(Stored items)
== == ==

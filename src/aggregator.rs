//! # Claim Aggregator
//!
//! Claim values are provided by any number of independent claim sources
//! ([`Resolver`]s). Each resolver advertises the claims it can provide and the
//! highest identity assurance level (IAL) it can provide them at.
//!
//! The [`Aggregator`] routes a claim request to the resolvers able to satisfy
//! it, invokes them concurrently, and merges their responses:
//!
//! - a claim no resolver can provide at the requested IAL is `not_found`
//!   without any resolver being called;
//! - each resolver is called at most once per request, and only with the
//!   claims it is able to provide;
//! - a failing resolver only affects the claims it was asked for, which are
//!   reported as `internal_error`;
//! - responses are merged in resolver registration order, regardless of the
//!   order in which resolvers complete.

use std::collections::BTreeMap;
use std::fmt::Debug;
use std::future::Future;
use std::sync::Arc;

use futures::future::{self, BoxFuture};
use serde::{Deserialize, Serialize};
use serde_json::Value;
use tracing::instrument;

use crate::provider::ClaimSource;
use crate::resolved::{Claim, ClaimResponse, Ial};
use crate::{Result, invalid};

/// The assurance requested for a single claim.
#[derive(Clone, Copy, Debug, Default, PartialEq, Eq, Deserialize, Serialize)]
pub struct Requested {
    /// Minimum acceptable identity assurance level.
    #[serde(default)]
    pub ial: Ial,
}

/// Claims requested from the aggregator, keyed by claim name.
#[derive(Clone, Debug, Default, PartialEq, Eq, Deserialize, Serialize)]
#[serde(transparent)]
pub struct ClaimRequest(BTreeMap<String, Requested>);

impl ClaimRequest {
    /// An empty request.
    #[must_use]
    pub const fn new() -> Self {
        Self(BTreeMap::new())
    }

    /// Request `name` at `ial`. When `name` has already been requested, the
    /// lower of the two levels is kept so that values for every requester
    /// are retrieved.
    pub fn require(&mut self, name: impl Into<String>, ial: Ial) {
        self.0
            .entry(name.into())
            .and_modify(|r| r.ial = r.ial.min(ial))
            .or_insert(Requested { ial });
    }

    /// Builder-style variant of [`ClaimRequest::require`].
    #[must_use]
    pub fn with(mut self, name: impl Into<String>, ial: Ial) -> Self {
        self.require(name, ial);
        self
    }

    /// The requested assurance for `name`.
    #[must_use]
    pub fn get(&self, name: &str) -> Option<&Requested> {
        self.0.get(name)
    }

    /// Requested claim names.
    pub fn names(&self) -> impl Iterator<Item = &str> {
        self.0.keys().map(String::as_str)
    }

    /// Iterate over requested claims.
    pub fn iter(&self) -> impl Iterator<Item = (&str, &Requested)> {
        self.0.iter().map(|(name, requested)| (name.as_str(), requested))
    }

    /// Number of requested claims.
    #[must_use]
    pub fn len(&self) -> usize {
        self.0.len()
    }

    /// Returns `true` if no claims are requested.
    #[must_use]
    pub fn is_empty(&self) -> bool {
        self.0.is_empty()
    }
}

impl TryFrom<&Value> for ClaimRequest {
    type Error = crate::Error;

    fn try_from(value: &Value) -> Result<Self> {
        serde_json::from_value(value.clone()).map_err(|e| invalid!("invalid claim request: {e}"))
    }
}

/// A source of claim values.
///
/// Resolvers are registered with an [`Aggregator`] once, at construction, and
/// are otherwise opaque to it.
pub trait Resolver: Debug + Send + Sync {
    /// The claims this resolver can provide, each with the highest identity
    /// assurance level it can provide the claim at.
    fn capabilities(&self) -> BTreeMap<String, u8>;

    /// Resolve `request` for the subject identified by `subject_id`.
    ///
    /// Only claims returned by [`Resolver::capabilities`] are requested.
    /// Returning an error marks every requested claim as `internal_error`.
    fn resolve<'a>(
        &'a self, subject_id: &'a str, request: &'a ClaimRequest,
    ) -> BoxFuture<'a, anyhow::Result<ClaimResponse>>;
}

/// Routes claim requests to registered resolvers and merges their responses.
///
/// The capability index is built once, at construction, and never modified.
/// An `Aggregator` can be shared between concurrent requests.
#[derive(Clone, Debug)]
pub struct Aggregator {
    resolvers: Vec<Arc<dyn Resolver>>,

    // claim name -> (position in `resolvers`, highest IAL available)
    index: BTreeMap<String, Vec<(usize, Ial)>>,
}

impl Aggregator {
    /// Create an aggregator for `resolvers`. Registration order determines
    /// merge order.
    ///
    /// # Errors
    ///
    /// Returns an error if a resolver advertises an empty claim name or an
    /// assurance level other than 1, 2 or 3.
    pub fn new(resolvers: Vec<Arc<dyn Resolver>>) -> Result<Self> {
        let mut index: BTreeMap<String, Vec<(usize, Ial)>> = BTreeMap::new();

        for (position, resolver) in resolvers.iter().enumerate() {
            for (name, level) in resolver.capabilities() {
                if name.is_empty() {
                    return Err(invalid!("resolver {position} advertises an empty claim name"));
                }
                let Ok(ial) = Ial::try_from(level) else {
                    return Err(invalid!(
                        "resolver {position} advertises ial {level} for {name}, should be 1, 2 or 3"
                    ));
                };
                index.entry(name).or_default().push((position, ial));
            }
        }

        Ok(Self { resolvers, index })
    }

    /// Claims available from registered resolvers, each with the highest
    /// assurance level any resolver provides it at.
    #[must_use]
    pub fn claims_supported(&self) -> BTreeMap<String, Ial> {
        self.index
            .iter()
            .filter_map(|(name, entries)| {
                entries.iter().map(|(_, ial)| *ial).max().map(|ial| (name.clone(), ial))
            })
            .collect()
    }

    /// Resolve `request` for the subject identified by `subject_id`.
    ///
    /// Every requested claim is present in the response.
    ///
    /// # Errors
    ///
    /// Returns an error, before any resolver is called, if `subject_id` or any
    /// requested claim name is empty. Resolver failures are not errors.
    #[instrument(level = "debug", skip(self))]
    pub async fn resolve(&self, subject_id: &str, request: &ClaimRequest) -> Result<ClaimResponse> {
        tracing::debug!("aggregator::resolve");

        if subject_id.is_empty() {
            return Err(invalid!("no `subject_id` specified"));
        }
        if request.names().any(str::is_empty) {
            return Err(invalid!("claim names cannot be empty"));
        }

        // route each claim to the resolvers able to provide it
        let mut not_found = vec![];
        let mut routes: BTreeMap<usize, ClaimRequest> = BTreeMap::new();

        for (name, requested) in request.iter() {
            let capable = self.capable(name, requested.ial);
            if capable.is_empty() {
                tracing::debug!("no resolver provides {name} at ial {}", requested.ial);
                not_found.push((name, Claim::not_found()));
                continue;
            }
            for position in capable {
                routes.entry(position).or_default().require(name, requested.ial);
            }
        }

        // call resolvers concurrently; `join_all` keeps registration order
        let calls = routes.iter().map(|(position, routed)| self.call(*position, subject_id, routed));
        let partials = future::join_all(calls).await;

        let mut response: ClaimResponse = not_found.into_iter().collect();
        for partial in &partials {
            response = response.concat(partial);
        }

        // a resolver may not answer for every claim it was asked for
        let missing: Vec<&str> = request.names().filter(|name| !response.contains(name)).collect();
        for name in missing {
            response = response.with(name, Claim::not_found());
        }

        Ok(response)
    }

    fn capable(&self, name: &str, ial: Ial) -> Vec<usize> {
        self.index.get(name).map_or_else(Vec::new, |entries| {
            entries.iter().filter(|(_, max)| *max >= ial).map(|(position, _)| *position).collect()
        })
    }

    // Call a single resolver, converting failure into `internal_error` claims.
    async fn call(&self, position: usize, subject_id: &str, request: &ClaimRequest) -> ClaimResponse {
        let resolver = &self.resolvers[position];

        match resolver.resolve(subject_id, request).await {
            // ignore claims that were not asked for
            Ok(response) => response.narrow(request.names()),
            Err(e) => {
                tracing::warn!("resolver {position} failed: {e}");
                request.names().map(|name| (name, Claim::internal_error())).collect()
            }
        }
    }
}

impl ClaimSource for Aggregator {
    fn resolve(
        &self, subject_id: &str, request: &ClaimRequest,
    ) -> impl Future<Output = anyhow::Result<ClaimResponse>> + Send {
        async move { Ok(Self::resolve(self, subject_id, request).await?) }
    }
}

== == ==

### [Activity]
Please give back, exactly as it stands above, the stretch from the line with "for, which are" through the line with "Requested claim names.", and no line outside it.

### [The answer]
//! - a failing resolver only affects the claims it was asked for, which are
//!   reported as `internal_error`;
//! - responses are merged in resolver registration order, regardless of the
//!   order in which resolvers complete.

use std::collections::BTreeMap;
use std::fmt::Debug;
use std::future::Future;
use std::sync::Arc;

use futures::future::{self, BoxFuture};
use serde::{Deserialize, Serialize};
use serde_json::Value;
use tracing::instrument;

use crate::provider::ClaimSource;
use crate::resolved::{Claim, ClaimResponse, Ial};
use crate::{Result, invalid};

/// The assurance requested for a single claim.
#[derive(Clone, Copy, Debug, Default, PartialEq, Eq, Deserialize, Serialize)]
pub struct Requested {
    /// Minimum acceptable identity assurance level.
    #[serde(default)]
    pub ial: Ial,
}

/// Claims requested from the aggregator, keyed by claim name.
#[derive(Clone, Debug, Default, PartialEq, Eq, Deserialize, Serialize)]
#[serde(transparent)]
pub struct ClaimRequest(BTreeMap<String, Requested>);

impl ClaimRequest {
    /// An empty request.
    #[must_use]
    pub const fn new() -> Self {
        Self(BTreeMap::new())
    }

    /// Request `name` at `ial`. When `name` has already been requested, the
    /// lower of the two levels is kept so that values for every requester
    /// are retrieved.
    pub fn require(&mut self, name: impl Into<String>, ial: Ial) {
        self.0
            .entry(name.into())
            .and_modify(|r| r.ial = r.ial.min(ial))
            .or_insert(Requested { ial });
    }

    /// Builder-style variant of [`ClaimRequest::require`].
    #[must_use]
    pub fn with(mut self, name: impl Into<String>, ial: Ial) -> Self {
        self.require(name, ial);
        self
    }

    /// The requested assurance for `name`.
    #[must_use]
    pub fn get(&self, name: &str) -> Option<&Requested> {
        self.0.get(name)
    }

    /// Requested claim names.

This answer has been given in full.